Lutherans believe that the word of God is combined with water to make baptism. They believe that baptism is God's work, not man's work. They do not believe that the water itself has the power to regenerate. They believe that the word of God working through the water is what actually causes the regeneration. It sounds like they believe that baptism is a conduit that brings the word of God to people so that they can be regenerated by the word of God. I disagree with this. I don't believe that God uses baptism in this way.


----------



## Grymir

Plus, if they were raised catholic, they will feel at home in an LCMS church, esp if they employ the "high church" worship.

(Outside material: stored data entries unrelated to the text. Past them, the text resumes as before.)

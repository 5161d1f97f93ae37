pub mod heatmap_renderer;
pub mod waveform_renderer;

use wasm_bindgen::JsCast;
use web_sys::{CanvasRenderingContext2d, HtmlCanvasElement};

pub fn context_2d(canvas: &HtmlCanvasElement) -> Option<CanvasRenderingContext2d> {
    canvas
        .get_context("2d")
        .ok()
        .flatten()?
        .dyn_into::<CanvasRenderingContext2d>()
        .ok()
}
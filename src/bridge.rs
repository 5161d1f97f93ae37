//! Browser glue: `File` reading and `fetch` for the analyze pipeline.

use cnnviz_core::{AudioSource, HttpReply, InferenceTransport};
use wasm_bindgen::prelude::*;
use wasm_bindgen::JsCast;
use wasm_bindgen_futures::JsFuture;
use web_sys::{File, FileReader, Headers, Request, RequestInit, Response};

/// Best description a thrown JS value offers, if any.
pub fn js_error_message(e: JsValue) -> Option<String> {
    if let Some(err) = e.dyn_ref::<js_sys::Error>() {
        return Some(String::from(err.message()));
    }
    e.as_string()
}

/// A file handed over by the `<input type="file">` picker.
pub struct BrowserFile(File);

impl BrowserFile {
    pub fn new(file: File) -> Self {
        Self(file)
    }
}

impl AudioSource for BrowserFile {
    fn name(&self) -> String {
        self.0.name()
    }

    async fn read_bytes(&self) -> Result<Vec<u8>, String> {
        read_file_bytes(&self.0).await
    }
}

async fn read_file_bytes(file: &File) -> Result<Vec<u8>, String> {
    let reader = FileReader::new().map_err(|e| format!("FileReader: {e:?}"))?;
    let reader_clone = reader.clone();

    let promise = js_sys::Promise::new(&mut |resolve, reject| {
        let onload = Closure::once(move |_: web_sys::Event| {
            let _ = resolve.call0(&JsValue::NULL);
        });
        let onerror = Closure::once(move |_: web_sys::Event| {
            let _ = reject.call0(&JsValue::NULL);
        });

        reader_clone.set_onload(Some(onload.as_ref().unchecked_ref()));
        reader_clone.set_onerror(Some(onerror.as_ref().unchecked_ref()));

        onload.forget();
        onerror.forget();
    });

    reader
        .read_as_array_buffer(file)
        .map_err(|e| format!("read_as_array_buffer: {e:?}"))?;

    JsFuture::from(promise)
        .await
        .map_err(|_| match reader.error() {
            Some(err) => format!("FileReader: {}", err.message()),
            None => "FileReader failed".to_string(),
        })?;

    let result = reader.result().map_err(|e| format!("result: {e:?}"))?;
    let array_buffer = result
        .dyn_into::<js_sys::ArrayBuffer>()
        .map_err(|_| "Expected ArrayBuffer".to_string())?;
    Ok(js_sys::Uint8Array::new(&array_buffer).to_vec())
}

/// `window.fetch` transport.
#[derive(Clone, Copy, Debug, Default)]
pub struct FetchTransport;

impl InferenceTransport for FetchTransport {
    async fn post_json(&self, url: &str, body: String) -> Result<HttpReply, Option<String>> {
        let window = web_sys::window().ok_or_else(|| Some("No window".to_string()))?;

        let headers = Headers::new().map_err(js_error_message)?;
        headers
            .set("Content-Type", "application/json")
            .map_err(js_error_message)?;

        let opts = RequestInit::new();
        opts.set_method("POST");
        opts.set_headers(&headers);
        opts.set_body(&JsValue::from_str(&body));

        let request = Request::new_with_str_and_init(url, &opts).map_err(js_error_message)?;
        let resp_value = JsFuture::from(window.fetch_with_request(&request))
            .await
            .map_err(js_error_message)?;
        let resp: Response = resp_value
            .dyn_into()
            .map_err(|_| Some("Response cast failed".to_string()))?;

        let status = resp.status();
        if !resp.ok() {
            return Ok(HttpReply { status, body: String::new() });
        }

        let text = JsFuture::from(resp.text().map_err(js_error_message)?)
            .await
            .map_err(js_error_message)?;
        let body = text
            .as_string()
            .ok_or_else(|| Some("Response body is not text".to_string()))?;
        Ok(HttpReply { status, body })
    }
}
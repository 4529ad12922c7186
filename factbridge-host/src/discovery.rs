//! Custom fact discovery
//!
//! Finds Ruby custom fact files (`*.rb`) in search directories. Directories
//! are scanned non-recursively and files are returned sorted by name, so
//! load order is stable across platforms.

use crate::config::FACTERLIB_ENV;
use std::collections::HashSet;
use std::path::{Path, PathBuf};
use thiserror::Error;

/// Errors that can occur during custom fact discovery
#[derive(Debug, Error)]
pub enum DiscoveryError {
    #[error("Directory not found: {0}")]
    DirectoryNotFound(PathBuf),

    #[error("Failed to read directory {path}: {source}")]
    ReadDirectory {
        path: PathBuf,
        #[source]
        source: std::io::Error,
    },
}

/// Result of custom fact discovery
#[derive(Debug, Default)]
pub struct DiscoveryResult {
    /// Custom fact files, in load order
    pub files: Vec<PathBuf>,

    /// Directories or entries that could not be read
    pub failures: Vec<(PathBuf, DiscoveryError)>,
}

impl DiscoveryResult {
    /// Returns true if every directory was readable
    pub fn is_success(&self) -> bool {
        self.failures.is_empty()
    }
}

/// Custom fact directory scanner
///
/// Remembers which directories it has already scanned so a directory listed
/// twice (or added again by a custom fact) is only loaded once.
#[derive(Debug, Default)]
pub struct CustomFactScanner {
    scanned: HashSet<PathBuf>,
}

impl CustomFactScanner {
    pub fn new() -> Self {
        Self::default()
    }

    /// Whether `dir` has already been scanned
    pub fn has_scanned(&self, dir: impl AsRef<Path>) -> bool {
        self.scanned.contains(&normalize(dir.as_ref()))
    }

    /// Scan a directory for `.rb` files
    pub fn scan_directory(
        &mut self,
        dir: impl AsRef<Path>,
    ) -> Result<DiscoveryResult, DiscoveryError> {
        let dir = dir.as_ref();
        if !self.scanned.insert(normalize(dir)) {
            tracing::debug!(path = %dir.display(), "directory already searched for custom facts");
            return Ok(DiscoveryResult::default());
        }

        if !dir.is_dir() {
            return Err(DiscoveryError::DirectoryNotFound(dir.to_path_buf()));
        }

        let entries = std::fs::read_dir(dir).map_err(|source| DiscoveryError::ReadDirectory {
            path: dir.to_path_buf(),
            source,
        })?;

        let mut result = DiscoveryResult::default();
        for entry in entries {
            let entry = match entry {
                Ok(e) => e,
                Err(source) => {
                    result.failures.push((
                        dir.to_path_buf(),
                        DiscoveryError::ReadDirectory {
                            path: dir.to_path_buf(),
                            source,
                        },
                    ));
                    continue;
                }
            };

            let path = entry.path();
            if path.is_file() && path.extension().map(|e| e == "rb").unwrap_or(false) {
                result.files.push(path);
            }
        }
        result.files.sort();

        tracing::debug!(
            path = %dir.display(),
            count = result.files.len(),
            "searched directory for custom facts"
        );
        Ok(result)
    }

    /// Scan multiple directories; unreadable directories are reported, not fatal
    pub fn scan_directories(
        &mut self,
        dirs: impl IntoIterator<Item = impl AsRef<Path>>,
    ) -> DiscoveryResult {
        let mut all = DiscoveryResult::default();

        for dir in dirs {
            let dir = dir.as_ref();
            match self.scan_directory(dir) {
                Ok(result) => {
                    all.files.extend(result.files);
                    all.failures.extend(result.failures);
                }
                Err(e) => all.failures.push((dir.to_path_buf(), e)),
            }
        }

        all
    }
}

/// Directories listed in the `FACTERLIB` environment variable
pub fn facterlib_dirs() -> Vec<PathBuf> {
    std::env::var_os(FACTERLIB_ENV)
        .map(|value| {
            std::env::split_paths(&value)
                .filter(|p| !p.as_os_str().is_empty())
                .collect()
        })
        .unwrap_or_default()
}

fn normalize(dir: &Path) -> PathBuf {
    dir.canonicalize().unwrap_or_else(|_| dir.to_path_buf())
}
//! libruby discovery
//!
//! Candidates are tried in order:
//!
//! 1. the preferred library from [`RuntimeConfig::library`] (seeded from the
//!    build-time `FACTBRIDGE_RUBY` value);
//! 2. the `FACTBRIDGE_RUBY` environment variable;
//! 3. the shared library reported by a `ruby` executable found on `PATH`.

use crate::config::{RuntimeConfig, RUBY_LIBRARY_ENV};
use crate::error::RuntimeError;
use libloading::Library;
use std::ffi::OsString;
use std::path::{Path, PathBuf};
use std::process::Command;

const PROBE_SCRIPT: &str = "print File.join(RbConfig::CONFIG[RbConfig::CONFIG['host_os'] =~ /mswin|mingw/ ? 'bindir' : 'libdir'], RbConfig::CONFIG['LIBRUBY_SO'])";

/// A loaded libruby and where it came from
pub struct LocatedLibrary {
    pub library: Library,
    pub path: PathBuf,
}

/// Find and load libruby
pub fn locate(config: &RuntimeConfig) -> Result<LocatedLibrary, RuntimeError> {
    let mut candidates = Vec::new();
    if let Some(preferred) = &config.library {
        candidates.push(preferred.clone());
    }
    if config.use_environment {
        if let Some(path) = std::env::var_os(RUBY_LIBRARY_ENV).filter(|v| !v.is_empty()) {
            candidates.push(PathBuf::from(path));
        }
    }
    if config.probe_ruby {
        candidates.extend(probe_ruby_library(std::env::var_os("PATH")));
    }

    let mut failures = Vec::new();
    for candidate in candidates {
        tracing::debug!(path = %candidate.display(), "trying ruby library");
        match open(&candidate) {
            Ok(library) => {
                return Ok(LocatedLibrary {
                    library,
                    path: candidate,
                })
            }
            Err(source) => {
                // The caller reports the final failure as a single warning.
                tracing::debug!(
                    path = %candidate.display(),
                    error = %source,
                    "ruby library could not be loaded"
                );
                failures.push((candidate, source));
            }
        }
    }

    Err(not_found(failures))
}

/// Report every failed candidate, keeping the last load error as the cause
fn not_found(mut failures: Vec<(PathBuf, libloading::Error)>) -> RuntimeError {
    match failures.pop() {
        Some((path, source)) if failures.is_empty() => RuntimeError::LibraryLoad { path, source },
        Some((path, source)) => {
            let mut searched: Vec<PathBuf> = failures.into_iter().map(|(path, _)| path).collect();
            searched.push(path);
            RuntimeError::LibraryNotFound {
                searched,
                source: Some(source),
            }
        }
        None => RuntimeError::LibraryNotFound {
            searched: Vec::new(),
            source: None,
        },
    }
}

/// Ask the first `ruby` on `search_path` for its shared library
fn probe_ruby_library(search_path: Option<OsString>) -> Option<PathBuf> {
    let ruby = find_ruby(search_path)?;
    let output = Command::new(&ruby).args(["-e", PROBE_SCRIPT]).output().ok()?;
    if !output.status.success() {
        tracing::debug!(ruby = %ruby.display(), "ruby did not report its library location");
        return None;
    }
    let reported = String::from_utf8_lossy(&output.stdout).trim().to_string();
    (!reported.is_empty()).then(|| PathBuf::from(reported))
}

fn find_ruby(search_path: Option<OsString>) -> Option<PathBuf> {
    let cwd = std::env::current_dir().ok()?;
    match which::which_in("ruby", search_path, cwd) {
        Ok(path) => Some(path),
        Err(e) => {
            tracing::debug!(error = %e, "no ruby executable found");
            None
        }
    }
}

#[cfg(unix)]
fn open(path: &Path) -> Result<Library, libloading::Error> {
    use libloading::os::unix::{Library as UnixLibrary, RTLD_GLOBAL, RTLD_LAZY};

    // Native extensions loaded later by ruby resolve their rb_* symbols
    // against the global namespace.
    unsafe { UnixLibrary::open(Some(path), RTLD_LAZY | RTLD_GLOBAL) }.map(Library::from)
}

#[cfg(not(unix))]
fn open(path: &Path) -> Result<Library, libloading::Error> {
    unsafe { Library::new(path) }
}
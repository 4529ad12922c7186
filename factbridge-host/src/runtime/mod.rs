//! The embedded runtime capability surface
//!
//! [`Runtime`] is the small set of primitives the bridge needs from Ruby.
//! [`libruby::LibRuby`] implements it over the real interpreter; the
//! [`crate::testing::SimulatedRuntime`] implements it in memory so the
//! navigator and loader can be exercised without libruby.
//!
//! All primitives are synchronous and must be driven from the thread that
//! initialized the runtime.

pub mod libruby;
pub mod locate;

use crate::error::RuntimeError;
use factbridge_api::ForeignValue;

/// Coarse classification of a runtime value
#[derive(Debug, Clone, Copy, PartialEq, Eq)]
pub enum ForeignKind {
    Nil,
    Boolean(bool),
    Integer,
    Float,
    String,
    Symbol,
    Array,
    Hash,
    /// Any other object
    Other,
}

/// Primitives of an initialized embedded runtime
pub trait Runtime: Send {
    /// Whether raised exceptions should carry their backtrace
    fn include_stack_trace(&mut self, include: bool);

    /// Release the interpreter. Called once by the handle on teardown.
    fn uninitialize(&mut self);

    /// The runtime's nil value
    fn nil(&self) -> ForeignValue;

    fn is_nil(&self, value: ForeignValue) -> bool {
        value == self.nil()
    }

    fn kind(&self, value: ForeignValue) -> ForeignKind;

    fn is_sequence(&self, value: ForeignValue) -> bool {
        self.kind(value) == ForeignKind::Array
    }

    fn is_mapping(&self, value: ForeignValue) -> bool {
        self.kind(value) == ForeignKind::Hash
    }

    fn sequence_len(&self, sequence: ForeignValue) -> Result<i64, RuntimeError>;

    fn sequence_at(&self, sequence: ForeignValue, index: i64) -> Result<ForeignValue, RuntimeError>;

    /// Direct key lookup; a missing key yields nil
    fn mapping_lookup(
        &self,
        mapping: ForeignValue,
        key: ForeignValue,
    ) -> Result<ForeignValue, RuntimeError>;

    /// Key/value pairs in the mapping's iteration order
    fn mapping_entries(
        &self,
        mapping: ForeignValue,
    ) -> Result<Vec<(ForeignValue, ForeignValue)>, RuntimeError>;

    /// Create a UTF-8 string
    fn string_to_foreign(&self, text: &str) -> Result<ForeignValue, RuntimeError>;

    /// Create a symbol
    fn symbol_to_foreign(&self, text: &str) -> Result<ForeignValue, RuntimeError>;

    /// String form of a value (`to_s` for non-strings)
    fn to_utf8(&self, value: ForeignValue) -> Result<String, RuntimeError>;

    fn to_integer(&self, value: ForeignValue) -> Result<i64, RuntimeError>;

    fn to_float(&self, value: ForeignValue) -> Result<f64, RuntimeError>;

    /// Read a global variable such as `$stdout`
    fn global_get(&self, name: &str) -> Result<ForeignValue, RuntimeError>;

    fn global_set(&self, name: &str, value: ForeignValue) -> Result<(), RuntimeError>;

    /// Evaluate source text at top level
    fn eval(&self, source: &str) -> Result<ForeignValue, RuntimeError>;
}
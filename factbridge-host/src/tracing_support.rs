//! Tracing subscriber setup for hosts.
//!
//! The bridge itself only emits `tracing` events. Hosts that do not install
//! their own subscriber can use [`init_subscriber`]. Output goes to stderr:
//! stdout is reserved for the host's fact output.

use tracing_subscriber::fmt::format::FmtSpan;
use tracing_subscriber::{layer::SubscriberExt, util::SubscriberInitExt, EnvFilter, Layer, Registry};

/// Tracing output format.
#[derive(Debug, Clone, Copy, PartialEq, Eq)]
pub enum TracingFormat {
    /// Human-readable format with colors.
    Pretty,

    /// Compact single-line format.
    Compact,

    /// JSON lines.
    Json,
}

/// Tracing configuration.
#[derive(Debug, Clone)]
pub struct TracingConfig {
    /// Log level filter.
    ///
    /// If None, uses RUST_LOG environment variable or defaults to "warn".
    pub level: Option<tracing::Level>,

    /// Output format.
    pub format: TracingFormat,

    /// Include timestamps in output.
    pub timestamps: bool,

    /// Include target module names in output.
    pub target: bool,
}

impl Default for TracingConfig {
    fn default() -> Self {
        Self {
            level: None,
            format: TracingFormat::Compact,
            timestamps: true,
            target: true,
        }
    }
}

/// Initialize a stderr subscriber filtered by `RUST_LOG`.
///
/// Returns false if a global subscriber was already installed.
///
/// # Environment Variables
///
/// - `RUST_LOG=debug` - Include navigation and custom fact loading diagnostics
/// - `RUST_LOG=factbridge::ruby=debug` - Only messages logged by custom facts
pub fn init_subscriber() -> bool {
    init_subscriber_with_config(TracingConfig::default())
}

/// Initialize a stderr subscriber with custom configuration.
///
/// # Example
///
/// ```no_run
/// use factbridge_host::tracing_support::{init_subscriber_with_config, TracingConfig, TracingFormat};
///
/// init_subscriber_with_config(TracingConfig {
///     format: TracingFormat::Json,
///     timestamps: false,
///     ..Default::default()
/// });
/// ```
pub fn init_subscriber_with_config(config: TracingConfig) -> bool {
    let filter = match config.level {
        Some(level) => EnvFilter::new(level.to_string()),
        None => EnvFilter::try_from_default_env().unwrap_or_else(|_| EnvFilter::new("warn")),
    };

    tracing_subscriber::registry()
        .with(fmt_layer(&config))
        .with(filter)
        .try_init()
        .is_ok()
}

fn fmt_layer(config: &TracingConfig) -> Box<dyn Layer<Registry> + Send + Sync> {
    let layer = tracing_subscriber::fmt::layer()
        .with_writer(std::io::stderr)
        .with_target(config.target)
        .with_span_events(FmtSpan::NONE);

    match (config.format, config.timestamps) {
        (TracingFormat::Pretty, true) => layer.pretty().boxed(),
        (TracingFormat::Pretty, false) => layer.pretty().without_time().boxed(),
        (TracingFormat::Compact, true) => layer.compact().boxed(),
        (TracingFormat::Compact, false) => layer.compact().without_time().boxed(),
        (TracingFormat::Json, true) => layer.json().boxed(),
        (TracingFormat::Json, false) => layer.json().without_time().boxed(),
    }
}

#[cfg(test)]
mod tests {
    use super::*;

    #[test]
    fn test_default_config() {
        let config = TracingConfig::default();
        assert_eq!(config.format, TracingFormat::Compact);
        assert!(config.level.is_none());
        assert!(config.timestamps);
        assert!(config.target);
    }
}
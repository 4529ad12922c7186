//! Custom fact module
//!
//! [`FactModule`] is the seam between the loader and whatever evaluates
//! custom facts. [`RubyFactModule`] is the real implementation: it installs a
//! small `Facter` API in the embedded runtime, loads `*.rb` files from the
//! search directories and adds every resolved fact to the host collection as
//! a foreign-backed value.

use crate::discovery::{facterlib_dirs, CustomFactScanner, DiscoveryError};
use crate::error::RuntimeError;
use crate::runtime::Runtime;
use factbridge_api::{FactCollection, FactValue, ForeignValue};
use std::path::{Path, PathBuf};

const SHIM: &str = include_str!("shim.rb");

/// Global used to hand a single string argument to shim calls
const ARGUMENT_GLOBAL: &str = "$__factbridge_arg";

/// Evaluates custom facts into a host collection
pub trait FactModule {
    /// Load custom facts from `paths`
    fn search(&mut self, paths: &[PathBuf]);

    /// Resolve loaded facts into the collection
    fn resolve_facts(&mut self);

    /// External fact directories registered while searching
    fn external_paths(&self) -> Vec<PathBuf> {
        Vec::new()
    }
}

/// Custom fact module backed by the embedded Ruby runtime
pub struct RubyFactModule<'a> {
    runtime: &'a dyn Runtime,
    facts: &'a mut FactCollection,
    scanner: CustomFactScanner,
    external_paths: Vec<PathBuf>,
}

impl<'a> RubyFactModule<'a> {
    /// Bind a module to `facts`.
    ///
    /// When `framework_managed` is set the configuration framework owns
    /// logging, so Ruby-side messages are left to it instead of being
    /// forwarded to `tracing`.
    pub fn new(
        runtime: &'a dyn Runtime,
        facts: &'a mut FactCollection,
        framework_managed: bool,
    ) -> Result<Self, RuntimeError> {
        runtime.eval(SHIM)?;

        let seed = facts.native_json().to_string();
        set_argument(runtime, &seed)?;
        runtime.eval(&format!(
            "FactBridge.start({}, {})",
            ARGUMENT_GLOBAL, !framework_managed
        ))?;

        Ok(Self {
            runtime,
            facts,
            scanner: CustomFactScanner::new(),
            external_paths: Vec::new(),
        })
    }

    fn load_directories(&mut self, dirs: &[PathBuf]) {
        let result = self.scanner.scan_directories(dirs);
        for (path, error) in &result.failures {
            match error {
                DiscoveryError::DirectoryNotFound(_) => {
                    tracing::debug!(path = %path.display(), "custom fact directory does not exist")
                }
                DiscoveryError::ReadDirectory { .. } => {
                    tracing::warn!(path = %path.display(), error = %error, "could not search custom fact directory")
                }
            }
        }
        for file in &result.files {
            self.load_file(file);
        }
    }

    fn load_file(&self, file: &Path) {
        tracing::debug!(path = %file.display(), "loading custom facts");
        let outcome = set_argument(self.runtime, &file.to_string_lossy())
            .and_then(|()| {
                self.runtime
                    .eval(&format!("FactBridge.load_file({})", ARGUMENT_GLOBAL))
            });
        if let Err(e) = outcome {
            tracing::warn!(path = %file.display(), error = %e, "error while loading custom facts");
        }
        self.forward_messages();
    }

    /// Directories added with `Facter.search` that have not been loaded yet
    fn pending_search_paths(&self) -> Vec<PathBuf> {
        match self.string_list("FactBridge.search_paths") {
            Ok(paths) => paths
                .into_iter()
                .map(PathBuf::from)
                .filter(|p| !self.scanner.has_scanned(p))
                .collect(),
            Err(e) => {
                tracing::warn!(error = %e, "could not read custom fact search paths");
                Vec::new()
            }
        }
    }

    fn resolve_fact(&mut self, name: &str) -> Result<(), RuntimeError> {
        set_argument(self.runtime, name)?;
        let value = self
            .runtime
            .eval(&format!("FactBridge.resolve({})", ARGUMENT_GLOBAL))?;
        if self.runtime.is_nil(value) {
            tracing::debug!(fact = %name, "custom fact resolved to nil");
            return Ok(());
        }
        self.facts.add(name, FactValue::foreign(value));
        Ok(())
    }

    fn string_list(&self, source: &str) -> Result<Vec<String>, RuntimeError> {
        let list = self.runtime.eval(source)?;
        if self.runtime.is_nil(list) {
            return Ok(Vec::new());
        }
        let len = self.runtime.sequence_len(list)?;
        (0..len)
            .map(|i| {
                let item = self.runtime.sequence_at(list, i)?;
                self.runtime.to_utf8(item)
            })
            .collect()
    }

    /// Forward messages queued by `Facter.debug`/`warn`/`log_exception`
    fn forward_messages(&self) {
        let drained = match self.runtime.eval("FactBridge.drain_messages") {
            Ok(drained) => drained,
            Err(e) => {
                tracing::debug!(error = %e, "could not read custom fact messages");
                return;
            }
        };
        let Ok(len) = self.runtime.sequence_len(drained) else {
            return;
        };
        for i in 0..len {
            if let Ok((level, message)) = self.message_at(drained, i) {
                match level.as_str() {
                    "debug" => tracing::debug!(target: "factbridge::ruby", "{}", message),
                    "warn" => tracing::warn!(target: "factbridge::ruby", "{}", message),
                    _ => tracing::error!(target: "factbridge::ruby", "{}", message),
                }
            }
        }
    }

    fn message_at(&self, list: ForeignValue, index: i64) -> Result<(String, String), RuntimeError> {
        let pair = self.runtime.sequence_at(list, index)?;
        let level = self.runtime.sequence_at(pair, 0)?;
        let message = self.runtime.sequence_at(pair, 1)?;
        Ok((self.runtime.to_utf8(level)?, self.runtime.to_utf8(message)?))
    }
}

impl FactModule for RubyFactModule<'_> {
    fn search(&mut self, paths: &[PathBuf]) {
        let mut dirs = paths.to_vec();
        dirs.extend(facterlib_dirs());
        self.load_directories(&dirs);

        // Custom facts may call Facter.search while loading.
        loop {
            let pending = self.pending_search_paths();
            if pending.is_empty() {
                break;
            }
            self.load_directories(&pending);
        }

        match self.string_list("FactBridge.external_paths") {
            Ok(paths) => self.external_paths = paths.into_iter().map(PathBuf::from).collect(),
            Err(e) => tracing::warn!(error = %e, "could not read external fact directories"),
        }
    }

    fn resolve_facts(&mut self) {
        let names = match self.string_list("FactBridge.fact_names") {
            Ok(names) => names,
            Err(e) => {
                tracing::warn!(error = %e, "could not enumerate custom facts");
                return;
            }
        };

        for name in names {
            if let Err(e) = self.resolve_fact(&name) {
                tracing::warn!(fact = %name, error = %e, "error while resolving custom fact");
            }
            self.forward_messages();
        }
    }

    /// Directories registered through `Facter.search_external`
    fn external_paths(&self) -> Vec<PathBuf> {
        self.external_paths.clone()
    }
}

fn set_argument(runtime: &dyn Runtime, text: &str) -> Result<(), RuntimeError> {
    let value = runtime.string_to_foreign(text)?;
    runtime.global_set(ARGUMENT_GLOBAL, value)
}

I give thumbs up to LCMS, with the exceptions noted above.


----------



## Scott1

I was in a situation not too long ago while traveling being in a town that apparently had no reformed church so went to a family member's church that was broadly evangelical, Baptist, fundamental.

We had good fellowship, gave there, and would likely go back in the same situation, not given a biblical reformed alternative.

It's was interesting, in the ordinary course of introductions and conversation, they became aware of my denomination and a couple of our distinctives, and we had good discussion. The second time they recognized us and we were warmly greeted, even introduced as "Presbyterians."

Knowing what I now know, I would first seek a biblical reformed church before an alternative.

Not only for the order of worship, but to support and encourage them.

Time is too precious a commodity in God's Kingdom to waste, it is too important.

Granted, we can't know everything about a remote church and we are at the providence of circumstance.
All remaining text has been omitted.